I came across my 2X great grandfather's marriage record, Anastacio Lopez and Urcina Arrieta. They were married in Jalpa, Zacatecas on September 4, 1836. I am wondering what the capital C stands for in front of his name and the MADAM or MADAME title in front of the bride's name. I noticed that the surrounding records do not have the same pattern.

https://familysearch.org/pal:/MM9.3.1/TH-1-11200-25898-60?cc=1804458&wc=3P93-ZNL:147335801,147335802,149017601

Thank you for your help!

Maria Elena Lopez

After Independence in 1821 (or maybe until 1824 when Mexico became a Republic) C. meant ciudadano or citizen, since they were no longer subjects of a King, but it usually appears in all the records, not just in one. I had never seen the use of Madame in these records.
VN

Thank you for responding! Didn't think anyone was paying attention.

I also came across a record with exactly the same titles, and also just for some specific records, at first glance I though it was the writer style but like this record as soon as I checked the continuous entries I realized it was for some specific people. I do suspect that this is kind of the equivalent of "Don" and "Doña" from the Spanish days in Mexico, probably used soon after the Independence but something that never got its way trough.

Thank you for your comments. After I made my first post, I realized that Ursina (or Urcina) Arrieta was the daughter of Felipe Arrieta, the first "presidente municipal" of Jalpa, Zacatecas proceeding independence. I'm not trying to make a mountain out of a mole hill LOL, but this could be why the distinction.

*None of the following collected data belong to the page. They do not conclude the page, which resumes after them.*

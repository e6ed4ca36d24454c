// crates/core/src/config.rs
//! Runtime configuration.
//!
//! Layering: built-in defaults, then an optional TOML file, then
//! `STEMSPLIT_*` environment variables.

use std::net::SocketAddr;
use std::path::{Path, PathBuf};
use std::str::FromStr;

use serde::{Deserialize, Serialize};

use crate::error::ConfigError;

/// Environment variable naming the config file when `--config` is absent.
pub const CONFIG_ENV: &str = "STEMSPLIT_CONFIG";

/// Compute device handed to the separator.
#[derive(Debug, Clone, Copy, PartialEq, Eq, Serialize, Deserialize)]
#[serde(rename_all = "lowercase")]
pub enum Device {
    Auto,
    Cuda,
    Cpu,
}

impl Device {
    /// Resolve `Auto` by probing for an NVIDIA GPU.
    pub fn resolve(self) -> Device {
        self.resolve_with(crate::preflight::gpu_available)
    }

    /// Resolve `Auto` with `gpu_present`; explicit choices are kept and
    /// never probe.
    pub fn resolve_with(self, gpu_present: impl FnOnce() -> bool) -> Device {
        match self {
            Device::Auto if gpu_present() => Device::Cuda,
            Device::Auto => Device::Cpu,
            other => other,
        }
    }

    pub fn as_str(&self) -> &'static str {
        match self {
            Device::Auto => "auto",
            Device::Cuda => "cuda",
            Device::Cpu => "cpu",
        }
    }
}

impl FromStr for Device {
    type Err = String;

    fn from_str(s: &str) -> Result<Self, Self::Err> {
        match s.to_ascii_lowercase().as_str() {
            "auto" => Ok(Device::Auto),
            "cuda" | "gpu" => Ok(Device::Cuda),
            "cpu" => Ok(Device::Cpu),
            other => Err(format!("unknown device {other}")),
        }
    }
}

/// Encoding of the stem files written by the separator.
#[derive(Debug, Clone, Copy, PartialEq, Eq, Default, Serialize, Deserialize)]
#[serde(rename_all = "lowercase")]
pub enum AudioFormat {
    #[default]
    Wav,
    Flac,
    Mp3,
}

impl AudioFormat {
    pub fn extension(&self) -> &'static str {
        match self {
            AudioFormat::Wav => "wav",
            AudioFormat::Flac => "flac",
            AudioFormat::Mp3 => "mp3",
        }
    }

    pub fn content_type(&self) -> &'static str {
        match self {
            AudioFormat::Wav => "audio/wav",
            AudioFormat::Flac => "audio/flac",
            AudioFormat::Mp3 => "audio/mpeg",
        }
    }

    /// demucs switch selecting this encoding; wav is its default.
    pub fn demucs_flag(&self) -> Option<&'static str> {
        match self {
            AudioFormat::Wav => None,
            AudioFormat::Flac => Some("--flac"),
            AudioFormat::Mp3 => Some("--mp3"),
        }
    }

    /// Format of an existing file, judged by its extension.
    pub fn from_path(path: &Path) -> Option<AudioFormat> {
        path.extension()?.to_str()?.parse().ok()
    }
}

impl FromStr for AudioFormat {
    type Err = String;

    fn from_str(s: &str) -> Result<Self, Self::Err> {
        match s.to_ascii_lowercase().as_str() {
            "wav" => Ok(AudioFormat::Wav),
            "flac" => Ok(AudioFormat::Flac),
            "mp3" => Ok(AudioFormat::Mp3),
            other => Err(format!("unsupported audio format {other}")),
        }
    }
}

/// Paths of the external programs the collaborators drive.
#[derive(Debug, Clone, PartialEq, Eq, Serialize, Deserialize)]
#[serde(default)]
pub struct ToolPaths {
    pub ffmpeg: String,
    pub yt_dlp: String,
    pub demucs: String,
}

impl Default for ToolPaths {
    fn default() -> Self {
        Self {
            ffmpeg: "ffmpeg".into(),
            yt_dlp: "yt-dlp".into(),
            demucs: "demucs".into(),
        }
    }
}

#[derive(Debug, Clone, PartialEq, Serialize, Deserialize)]
#[serde(default)]
pub struct Config {
    pub default_model: String,
    pub available_models: Vec<String>,
    pub device: Device,
    pub output_dir: PathBuf,
    pub temp_dir: PathBuf,
    pub log_dir: PathBuf,
    pub supported_platforms: Vec<String>,
    pub min_free_space_gb: u64,
    pub max_retries: u32,
    pub download_timeout_secs: u64,
    pub keep_original: bool,
    pub cleanup_temp: bool,
    pub output_format: AudioFormat,
    /// Jobs allowed past the admission gate at once.
    pub max_concurrent_jobs: usize,
    pub log_level: String,
    pub tools: ToolPaths,
    pub bind: SocketAddr,
    pub static_dir: Option<PathBuf>,
}

impl Default for Config {
    fn default() -> Self {
        let app_dir = crate::paths::app_cache_dir().unwrap_or_else(|| PathBuf::from("."));
        Self {
            default_model: "htdemucs".into(),
            available_models: vec![
                "htdemucs".into(),
                "htdemucs_ft".into(),
                "htdemucs_6s".into(),
                "mdx_extra".into(),
            ],
            device: Device::Auto,
            output_dir: PathBuf::from("output"),
            temp_dir: app_dir.join("temp"),
            log_dir: app_dir.join("logs"),
            supported_platforms: vec![
                "youtube.com".into(),
                "youtu.be".into(),
                "soundcloud.com".into(),
                "m.soundcloud.com".into(),
            ],
            min_free_space_gb: 2,
            max_retries: 3,
            download_timeout_secs: 30,
            keep_original: true,
            cleanup_temp: true,
            output_format: AudioFormat::Wav,
            max_concurrent_jobs: 2,
            log_level: "info".into(),
            tools: ToolPaths::default(),
            bind: SocketAddr::from(([127, 0, 0, 1], 5000)),
            static_dir: None,
        }
    }
}

impl Config {
    /// Load configuration from `path` (or `$STEMSPLIT_CONFIG`), then apply
    /// environment overrides.
    pub fn load(path: Option<&Path>) -> Result<Self, ConfigError> {
        let env_path = std::env::var(CONFIG_ENV).ok().map(PathBuf::from);
        let mut config = match path.map(Path::to_path_buf).or(env_path) {
            Some(p) => Self::from_file(&p)?,
            None => Self::default(),
        };
        config.apply_env(|key| std::env::var(key).ok())?;
        config.validate()?;
        Ok(config)
    }

    pub fn from_file(path: &Path) -> Result<Self, ConfigError> {
        let raw = std::fs::read_to_string(path).map_err(|source| ConfigError::Io {
            path: path.to_path_buf(),
            source,
        })?;
        Self::from_toml(&raw).map_err(|message| ConfigError::Malformed {
            path: path.to_path_buf(),
            message,
        })
    }

    pub fn from_toml(raw: &str) -> Result<Self, String> {
        toml::from_str(raw).map_err(|e| e.to_string())
    }

    /// Apply `STEMSPLIT_*` overrides read through `lookup`.
    pub fn apply_env<F>(&mut self, lookup: F) -> Result<(), ConfigError>
    where
        F: Fn(&str) -> Option<String>,
    {
        if let Some(v) = lookup("STEMSPLIT_DEFAULT_MODEL") {
            self.default_model = v;
        }
        if let Some(v) = lookup("STEMSPLIT_AVAILABLE_MODELS") {
            self.available_models = split_list(&v);
        }
        if let Some(v) = lookup("STEMSPLIT_SUPPORTED_PLATFORMS") {
            self.supported_platforms = split_list(&v);
        }
        if let Some(v) = lookup("STEMSPLIT_OUTPUT_DIR") {
            self.output_dir = PathBuf::from(v);
        }
        if let Some(v) = lookup("STEMSPLIT_TEMP_DIR") {
            self.temp_dir = PathBuf::from(v);
        }
        if let Some(v) = lookup("STEMSPLIT_LOG_DIR") {
            self.log_dir = PathBuf::from(v);
        }
        if let Some(v) = lookup("STEMSPLIT_LOG_LEVEL") {
            self.log_level = v;
        }
        if let Some(v) = lookup("STEMSPLIT_STATIC_DIR") {
            self.static_dir = Some(PathBuf::from(v));
        }
        if let Some(v) = lookup("STEMSPLIT_FFMPEG") {
            self.tools.ffmpeg = v;
        }
        if let Some(v) = lookup("STEMSPLIT_YT_DLP") {
            self.tools.yt_dlp = v;
        }
        if let Some(v) = lookup("STEMSPLIT_DEMUCS") {
            self.tools.demucs = v;
        }
        parse_into(&lookup, "STEMSPLIT_DEVICE", &mut self.device)?;
        parse_into(&lookup, "STEMSPLIT_OUTPUT_FORMAT", &mut self.output_format)?;
        parse_into(&lookup, "STEMSPLIT_MIN_FREE_SPACE_GB", &mut self.min_free_space_gb)?;
        parse_into(&lookup, "STEMSPLIT_MAX_RETRIES", &mut self.max_retries)?;
        parse_into(&lookup, "STEMSPLIT_DOWNLOAD_TIMEOUT_SECS", &mut self.download_timeout_secs)?;
        parse_into(&lookup, "STEMSPLIT_KEEP_ORIGINAL", &mut self.keep_original)?;
        parse_into(&lookup, "STEMSPLIT_CLEANUP_TEMP", &mut self.cleanup_temp)?;
        parse_into(&lookup, "STEMSPLIT_MAX_CONCURRENT_JOBS", &mut self.max_concurrent_jobs)?;
        parse_into(&lookup, "STEMSPLIT_BIND", &mut self.bind)?;

        let mut port: Option<u16> = None;
        parse_into_opt(&lookup, "STEMSPLIT_PORT", &mut port)?;
        if let Some(port) = port {
            self.bind.set_port(port);
        }
        Ok(())
    }

    pub fn validate(&self) -> Result<(), ConfigError> {
        if !self.is_known_model(&self.default_model) {
            return Err(ConfigError::UnknownDefaultModel(self.default_model.clone()));
        }
        Ok(())
    }

    pub fn is_known_model(&self, model: &str) -> bool {
        self.available_models.iter().any(|m| m == model)
    }

    /// Admission limit, never below one.
    pub fn admission_limit(&self) -> usize {
        self.max_concurrent_jobs.max(1)
    }
}

fn split_list(raw: &str) -> Vec<String> {
    raw.split(',')
        .map(str::trim)
        .filter(|s| !s.is_empty())
        .map(String::from)
        .collect()
}

fn parse_into<F, T>(lookup: &F, key: &str, slot: &mut T) -> Result<(), ConfigError>
where
    F: Fn(&str) -> Option<String>,
    T: FromStr,
{
    if let Some(raw) = lookup(key) {
        *slot = raw.trim().parse().map_err(|_| ConfigError::InvalidEnv {
            key: key.to_string(),
            value: raw.clone(),
        })?;
    }
    Ok(())
}

fn parse_into_opt<F, T>(lookup: &F, key: &str, slot: &mut Option<T>) -> Result<(), ConfigError>
where
    F: Fn(&str) -> Option<String>,
    T: FromStr,
{
    if let Some(raw) = lookup(key) {
        let parsed = raw.trim().parse().map_err(|_| ConfigError::InvalidEnv {
            key: key.to_string(),
            value: raw.clone(),
        })?;
        *slot = Some(parsed);
    }
    Ok(())
}

#[cfg(test)]
mod tests {
    use super::*;
    use std::collections::HashMap;

    fn env(pairs: &[(&str, &str)]) -> impl Fn(&str) -> Option<String> {
        let map: HashMap<String, String> = pairs
            .iter()
            .map(|(k, v)| (k.to_string(), v.to_string()))
            .collect();
        move |k| map.get(k).cloned()
    }

    #[test]
    fn test_defaults() {
        let config = Config::default();
        assert_eq!(config.default_model, "htdemucs");
        assert_eq!(config.available_models.len(), 4);
        assert!(config.supported_platforms.contains(&"youtu.be".to_string()));
        assert_eq!(config.min_free_space_gb, 2);
        assert_eq!(config.max_retries, 3);
        assert_eq!(config.bind.port(), 5000);
        assert!(config.validate().is_ok());
    }

    #[test]
    fn test_env_overrides() {
        let mut config = Config::default();
        config
            .apply_env(env(&[
                ("STEMSPLIT_DEFAULT_MODEL", "htdemucs_ft"),
                ("STEMSPLIT_MAX_CONCURRENT_JOBS", "4"),
                ("STEMSPLIT_SUPPORTED_PLATFORMS", "youtube.com, bandcamp.com"),
                ("STEMSPLIT_DEVICE", "cpu"),
                ("STEMSPLIT_PORT", "8080"),
            ]))
            .unwrap();
        assert_eq!(config.default_model, "htdemucs_ft");
        assert_eq!(config.max_concurrent_jobs, 4);
        assert_eq!(config.supported_platforms, vec!["youtube.com", "bandcamp.com"]);
        assert_eq!(config.device, Device::Cpu);
        assert_eq!(config.bind.port(), 8080);
    }

    #[test]
    fn test_invalid_env_value() {
        let mut config = Config::default();
        let err = config
            .apply_env(env(&[("STEMSPLIT_MAX_RETRIES", "lots")]))
            .unwrap_err();
        assert!(matches!(err, ConfigError::InvalidEnv { ref key, .. } if key == "STEMSPLIT_MAX_RETRIES"));
    }

    #[test]
    fn test_from_toml_partial() {
        let config = Config::from_toml(
            r#"
            default_model = "mdx_extra"
            max_concurrent_jobs = 1
            keep_original = false

            [tools]
            demucs = "/opt/demucs/bin/demucs"
            "#,
        )
        .unwrap();
        assert_eq!(config.default_model, "mdx_extra");
        assert_eq!(config.max_concurrent_jobs, 1);
        assert!(!config.keep_original);
        assert_eq!(config.tools.demucs, "/opt/demucs/bin/demucs");
        assert_eq!(config.tools.ffmpeg, "ffmpeg");
        assert_eq!(config.max_retries, 3);
    }

    #[test]
    fn test_output_format_from_toml_and_env() {
        let config = Config::from_toml(r#"output_format = "flac""#).unwrap();
        assert_eq!(config.output_format, AudioFormat::Flac);
        assert_eq!(Config::default().output_format, AudioFormat::Wav);

        let mut config = Config::default();
        config.apply_env(env(&[("STEMSPLIT_OUTPUT_FORMAT", "MP3")])).unwrap();
        assert_eq!(config.output_format, AudioFormat::Mp3);

        let err = config
            .apply_env(env(&[("STEMSPLIT_OUTPUT_FORMAT", "ogg")]))
            .unwrap_err();
        assert!(matches!(err, ConfigError::InvalidEnv { ref key, .. } if key == "STEMSPLIT_OUTPUT_FORMAT"));
        assert!(Config::from_toml(r#"output_format = "ogg""#).is_err());
    }

    #[test]
    fn test_device_resolution() {
        assert_eq!(Device::Auto.resolve_with(|| true), Device::Cuda);
        assert_eq!(Device::Auto.resolve_with(|| false), Device::Cpu);
        assert_eq!(
            Device::Cpu.resolve_with(|| panic!("explicit device must not probe")),
            Device::Cpu
        );
        assert_eq!(Device::Cuda.resolve_with(|| false), Device::Cuda);
        assert_eq!("GPU".parse::<Device>(), Ok(Device::Cuda));
    }

    #[test]
    fn test_audio_format_properties() {
        assert_eq!(AudioFormat::Wav.demucs_flag(), None);
        assert_eq!(AudioFormat::Flac.demucs_flag(), Some("--flac"));
        assert_eq!(AudioFormat::Mp3.extension(), "mp3");
        assert_eq!(AudioFormat::Mp3.content_type(), "audio/mpeg");
        assert_eq!(AudioFormat::from_path(Path::new("a/b_vocals.FLAC")), Some(AudioFormat::Flac));
        assert_eq!(AudioFormat::from_path(Path::new("a/b_vocals")), None);
    }

    #[test]
    fn test_unknown_default_model_rejected() {
        let config = Config {
            default_model: "nope".into(),
            ..Config::default()
        };
        assert!(matches!(
            config.validate(),
            Err(ConfigError::UnknownDefaultModel(_))
        ));
    }

    #[test]
    fn test_admission_limit_never_zero() {
        let config = Config {
            max_concurrent_jobs: 0,
            ..Config::default()
        };
        assert_eq!(config.admission_limit(), 1);
    }

    #[test]
    fn test_load_from_file() {
        let dir = tempfile::tempdir().unwrap();
        let path = dir.path().join("stemsplit.toml");
        std::fs::write(&path, "min_free_space_gb = 10\n").unwrap();
        let config = Config::from_file(&path).unwrap();
        assert_eq!(config.min_free_space_gb, 10);

        let missing = Config::from_file(&dir.path().join("missing.toml"));
        assert!(matches!(missing, Err(ConfigError::Io { .. })));
    }
}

Maria Elena Lopez Trilevsky

I guess the C. may stand for Caballero, since "Damas y caballeros" is the equivalent of "Mesdames et messieurs" or "Ladies and gentlemen".
VN

Maria: actually I think is a very interesting detail, since is not that common (or a least not on the records I've seen) Its always good to find little clues here and there that at the end help us understand no just who our ancestors were but what environment and conditions they lived in.

Vicotoriano: that's interesting, but now that I found the record again it actually says "Cno." as you suggested before it looks like "Ciudadano." in this case the women are called "Madama" or just "Ma."

Just for the fun of it here it is the link to my record, on the right panel, second to first entry "Jose Ma. Bato", in those two pages there is no other entry with those titles, there are more "here and there" within that book though.